Ferrari, l’analisi “spietata” di Marko: ormai c’è davvero poco da fare

Marko analizza lo svantaggio che la Ferrari ha accumulato rispetto alla Red Bull in classifica: ci sono più motivazioni dietro di esso.

La Ferrari non ha più speranze di vincere il titolo di F1 e cercherà di chiudere il campionato 2022 meglio possibile. C’è comunque un secondo posto da difendere sia nella classifica piloti sia in quella costruttori.

Mattia Binotto
Mattia Binotto (Ansa Foto)

La matematica non ha ancora condannato la scuderia di Maranello, però il ritardo rispetto alla Red Bull è troppo grande per pensare a una rimonta.

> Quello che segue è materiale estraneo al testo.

//! Creation-time layout planning and metadata writing for new images.

use crate::descriptor::{generate_descriptor, CreateType, ExtentLine, ExtentLineKind, CID_UNKNOWN};
use crate::header::{SparseHeader, SparseVariant, MAX_GT_ENTRIES};
use crate::util::align_up_u64;
use crate::vmdk::fresh_cid;
use crate::{DiskError, Result, StorageBackend, SECTOR_SIZE};

const SECTOR: u64 = SECTOR_SIZE as u64;

/// Reference grain geometry: 64 KiB grains, 512-entry grain tables.
pub const DEFAULT_GRAIN_SECTORS: u64 = 128;
pub const DEFAULT_GT_ENTRIES: u32 = 512;

/// Sector at which the embedded descriptor region starts, and its size.
const DESC_OFFSET_SECTORS: u64 = 1;
const DESC_SIZE_SECTORS: u64 = 20;

/// Maximum physical extent size of the split subformats: 2 GiB.
const SPLIT_EXTENT_SECTORS: u64 = (2 * 1024 * 1024 * 1024) / SECTOR;

/// Options for creating a new image.
#[derive(Clone, Debug)]
pub struct CreateOptions {
    pub capacity_sectors: u64,
    pub create_type: CreateType,
    pub grain_sectors: u64,
    pub gt_entries: u32,
    /// Allow the zero-grain sentinel (raises the header version to 2).
    pub zeroed_grain: bool,
    pub adapter_type: String,
    /// Chain the new image onto a backing image.
    pub parent: Option<ParentLink>,
}

/// Identity of the backing image a new child records at creation time.
#[derive(Clone, Debug)]
pub struct ParentLink {
    /// The backing image's CID at the time the child is created.
    pub cid: u32,
    pub file_name_hint: String,
}

impl Default for CreateOptions {
    fn default() -> Self {
        Self {
            capacity_sectors: 0,
            create_type: CreateType::MonolithicSparse,
            grain_sectors: DEFAULT_GRAIN_SECTORS,
            gt_entries: DEFAULT_GT_ENTRIES,
            zeroed_grain: false,
            adapter_type: "ide".to_string(),
            parent: None,
        }
    }
}

/// On-disk layout of one sparse extent, all offsets/sizes in sectors:
/// header, descriptor region, redundant grain directory and its tables,
/// primary grain directory and its tables, then grain data aligned to the
/// grain size.
#[derive(Clone, Copy, Debug)]
pub struct LayoutPlan {
    pub desc_offset: u64,
    pub desc_size: u64,
    /// Grain-directory length in entries (= number of grain tables).
    pub gt_count: u32,
    /// Size of one grain table.
    pub gt_sectors: u64,
    /// Size of one grain directory.
    pub gd_sectors: u64,
    pub rgd_offset: u64,
    pub gd_offset: u64,
    /// First grain-data sector.
    pub grain_offset: u64,
}

/// Computes the layout of a sparse extent holding `capacity_sectors`.
pub fn plan_layout(
    capacity_sectors: u64,
    grain_sectors: u64,
    gt_entries: u32,
) -> Result<LayoutPlan> {
    if capacity_sectors == 0 {
        return Err(DiskError::InvalidConfig("capacity must be positive"));
    }
    if grain_sectors == 0 || !grain_sectors.is_power_of_two() || grain_sectors > 0x20_0000 {
        return Err(DiskError::InvalidConfig(
            "granularity must be a power of two within the supported range",
        ));
    }
    if gt_entries == 0 || gt_entries > MAX_GT_ENTRIES {
        return Err(DiskError::InvalidConfig("grain table length"));
    }

    let gt_coverage = grain_sectors * gt_entries as u64;
    let gt_count: u32 = capacity_sectors
        .div_ceil(gt_coverage)
        .try_into()
        .map_err(|_| DiskError::InvalidConfig("capacity implies too many grain tables"))?;
    let gt_sectors = (gt_entries as u64 * 4).div_ceil(SECTOR);
    let gd_sectors = (gt_count as u64 * 4).div_ceil(SECTOR);

    let rgd_offset = DESC_OFFSET_SECTORS + DESC_SIZE_SECTORS;
    let tables = gd_sectors + gt_count as u64 * gt_sectors;
    let gd_offset = rgd_offset + tables;
    let grain_offset = align_up_u64(gd_offset + tables, grain_sectors)?;

    Ok(LayoutPlan {
        desc_offset: DESC_OFFSET_SECTORS,
        desc_size: DESC_SIZE_SECTORS,
        gt_count,
        gt_sectors,
        gd_sectors,
        rgd_offset,
        gd_offset,
        grain_offset,
    })
}

/// Writes a new sparse extent: header, zero-filled grain tables (the file
/// extension itself) and both grain directories pointing at sequentially
/// placed tables. Optionally embeds descriptor text.
pub fn write_sparse_extent<B: StorageBackend>(
    backend: &mut B,
    capacity_sectors: u64,
    grain_sectors: u64,
    gt_entries: u32,
    compressed: bool,
    zeroed_grain: bool,
    descriptor: Option<&str>,
) -> Result<LayoutPlan> {
    let plan = plan_layout(capacity_sectors, grain_sectors, gt_entries)?;

    backend.set_len(plan.grain_offset * SECTOR)?;

    let header = SparseHeader {
        variant: SparseVariant::Kdmv,
        version: if zeroed_grain { 2 } else { 1 },
        capacity_sectors,
        grain_sectors,
        desc_offset: plan.desc_offset,
        desc_size: plan.desc_size,
        gt_entries,
        rgd_offset: Some(plan.rgd_offset),
        gd_offset: plan.gd_offset,
        grain_offset: plan.grain_offset,
        l1_size: plan.gt_count,
        compressed,
        has_marker: compressed,
        zeroed_grain,
    };
    backend.write_at(0, &header.encode_kdmv())?;

    write_directory(backend, plan.rgd_offset, plan.gd_sectors, &plan)?;
    write_directory(backend, plan.gd_offset, plan.gd_sectors, &plan)?;

    if let Some(text) = descriptor {
        if text.len() > (plan.desc_size * SECTOR) as usize {
            return Err(DiskError::InvalidConfig(
                "descriptor does not fit its region",
            ));
        }
        backend.write_at(plan.desc_offset * SECTOR, text.as_bytes())?;
    }

    backend.flush()?;
    Ok(plan)
}

/// Every directory entry is pre-allocated and non-zero: entry `i` points at
/// the `i`-th table behind its directory.
fn write_directory<B: StorageBackend>(
    backend: &mut B,
    dir_offset: u64,
    gd_sectors: u64,
    plan: &LayoutPlan,
) -> Result<()> {
    let first_gt = dir_offset + gd_sectors;
    let mut entries = Vec::with_capacity(plan.gt_count as usize * 4);
    for i in 0..plan.gt_count as u64 {
        let gt: u32 = (first_gt + i * plan.gt_sectors)
            .try_into()
            .map_err(|_| DiskError::InvalidConfig("grain table beyond addressable range"))?;
        entries.extend_from_slice(&gt.to_le_bytes());
    }
    backend.write_at(dir_offset * SECTOR, &entries)
}

/// Creates a flat extent: a single length extension.
pub fn write_flat_extent<B: StorageBackend>(backend: &mut B, sectors: u64) -> Result<()> {
    let len = sectors
        .checked_mul(SECTOR)
        .ok_or(DiskError::InvalidConfig("flat extent size"))?;
    backend.set_len(len)?;
    backend.flush()
}

/// Creates a complete image of `opts.create_type`, allocating container
/// files through `alloc` (called once per physical file with its name).
///
/// `base_name` is the image name without extension; extent files follow the
/// conventional `-sNNN` / `-fNNN` / `-flat` naming. Split subformats cap
/// each physical extent at 2 GiB and emit one descriptor extent line per
/// file.
pub fn create_image<B: StorageBackend>(
    opts: &CreateOptions,
    base_name: &str,
    mut alloc: impl FnMut(&str) -> Result<B>,
) -> Result<()> {
    if opts.capacity_sectors == 0 {
        return Err(DiskError::InvalidConfig("capacity must be positive"));
    }

    let cid = fresh_cid();
    let parent_cid = opts.parent.as_ref().map_or(CID_UNKNOWN, |p| p.cid);
    let parent_hint = opts.parent.as_ref().map(|p| p.file_name_hint.as_str());

    let entry_name = format!("{base_name}.vmdk");
    match opts.create_type {
        CreateType::MonolithicSparse | CreateType::StreamOptimized => {
            let compressed = opts.create_type == CreateType::StreamOptimized;
            let extents = vec![ExtentLine {
                sectors: opts.capacity_sectors,
                kind: ExtentLineKind::Sparse,
                file_name: entry_name.clone(),
            }];
            let text = generate_descriptor(
                opts.create_type,
                cid,
                parent_cid,
                parent_hint,
                opts.capacity_sectors,
                &opts.adapter_type,
                &extents,
            );
            let mut backend = alloc(&entry_name)?;
            write_sparse_extent(
                &mut backend,
                opts.capacity_sectors,
                opts.grain_sectors,
                opts.gt_entries,
                compressed,
                opts.zeroed_grain && !compressed,
                Some(&text),
            )?;
            Ok(())
        }
        CreateType::MonolithicFlat => {
            let data_name = format!("{base_name}-flat.vmdk");
            let mut data = alloc(&data_name)?;
            write_flat_extent(&mut data, opts.capacity_sectors)?;

            let extents = vec![ExtentLine {
                sectors: opts.capacity_sectors,
                kind: ExtentLineKind::Flat { offset_sectors: 0 },
                file_name: data_name,
            }];
            write_descriptor_file(
                opts,
                &entry_name,
                cid,
                parent_cid,
                parent_hint,
                &extents,
                &mut alloc,
            )
        }
        CreateType::TwoGbMaxExtentSparse => {
            let mut extents = Vec::new();
            for (i, sectors) in split_sizes(opts.capacity_sectors).enumerate() {
                let name = format!("{base_name}-s{:03}.vmdk", i + 1);
                let mut backend = alloc(&name)?;
                write_sparse_extent(
                    &mut backend,
                    sectors,
                    opts.grain_sectors,
                    opts.gt_entries,
                    false,
                    opts.zeroed_grain,
                    None,
                )?;
                extents.push(ExtentLine {
                    sectors,
                    kind: ExtentLineKind::Sparse,
                    file_name: name,
                });
            }
            write_descriptor_file(
                opts,
                &entry_name,
                cid,
                parent_cid,
                parent_hint,
                &extents,
                &mut alloc,
            )
        }
        CreateType::TwoGbMaxExtentFlat => {
            let mut extents = Vec::new();
            for (i, sectors) in split_sizes(opts.capacity_sectors).enumerate() {
                let name = format!("{base_name}-f{:03}.vmdk", i + 1);
                let mut backend = alloc(&name)?;
                write_flat_extent(&mut backend, sectors)?;
                extents.push(ExtentLine {
                    sectors,
                    kind: ExtentLineKind::Flat { offset_sectors: 0 },
                    file_name: name,
                });
            }
            write_descriptor_file(
                opts,
                &entry_name,
                cid,
                parent_cid,
                parent_hint,
                &extents,
                &mut alloc,
            )
        }
        CreateType::Vmfs | CreateType::VmfsSparse => {
            Err(DiskError::Unsupported("creation of VMFS server images"))
        }
    }
}

fn write_descriptor_file<B: StorageBackend>(
    opts: &CreateOptions,
    entry_name: &str,
    cid: u32,
    parent_cid: u32,
    parent_hint: Option<&str>,
    extents: &[ExtentLine],
    alloc: &mut impl FnMut(&str) -> Result<B>,
) -> Result<()> {
    let text = generate_descriptor(
        opts.create_type,
        cid,
        parent_cid,
        parent_hint,
        opts.capacity_sectors,
        &opts.adapter_type,
        extents,
    );
    let mut backend = alloc(entry_name)?;
    backend.write_at(0, text.as_bytes())?;
    backend.flush()
}

/// Physical extent sizes for the split subformats.
fn split_sizes(total_sectors: u64) -> impl Iterator<Item = u64> {
    let mut remaining = total_sectors;
    std::iter::from_fn(move || {
        if remaining == 0 {
            return None;
        }
        let chunk = remaining.min(SPLIT_EXTENT_SECTORS);
        remaining -= chunk;
        Some(chunk)
    })
}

Mancano sei gare al termine del campionato ed è difficile immaginare che il Cavallino Rampante possa prevalere.

Charles Leclerc ha 116 punti di svantaggio rispetto a Max Verstappen, che nelle ultime gare potrebbe anche pensare di gestire e non spingere troppo. Non lo farà, perché ha fame di nuove vittorie, però se potrebbe permettere. Nella classifica costruttori il gap è di 139 punti, invece.

Red Bull, Marko parla della Ferrari

Helmut Marko in un’intervista concessa a ORF ha analizzato la stagione della Red Bull, iniziata con alti e bassi: “Dopo tre gare eravamo indietro di 46 punti. Ciò era dovuto principalmente all’eccessivo peso della nostra macchina. Il primo ritiro è stato dovuto a una cosa fatta per ridurre il peso, mentre il secondo a ragioni tecniche. Successivamente siamo riusciti a diminuire il peso due-tre chili per gara. Abbiamo avuto anche un audace programma di sviluppo“.

Helmut Marko
Helmut Marko (Ansa Foto)

La RB18 a inizio campionato aveva un po’ di chili di troppo e la scuderia di Milton Keynes è riuscita a intervenire nel modo corretto per alleggerirla. La macchina è diventata perfetta per Verstappen grazie ai vari aggiornamenti: “I miglioramenti hanno riguardato principalmente l’anteriore. Max ha bisogno di un’auto aggressiva sull’anteriore, non gli interessa molto cosa succede al posteriore“.

Marko nella sua analisi ha fatto anche un riferimento alla Ferrari, che invece a un certo punto ha avuto una serie di battute di arresto per diversi motivi: “La nostra macchina è costantemente migliorata, invece la Ferrari ha avuto problemi tecnici e ci sono stati anche errori di guida. Con il tempo il ritardo in classifica si è tramutato in un comodo vantaggio“.

Il consulente della Red Bull ha anche spiegato perché preferirebbe vincere il titolo a Suzuka invece che nel prossimo weekend a Singapore: “In termini di marketing trionfare in Giappone sarebbe meglio, dato che abbiamo Honda come partner. In generale presumiamo che Max diventerà campione del mondo. È solo questione di quando“.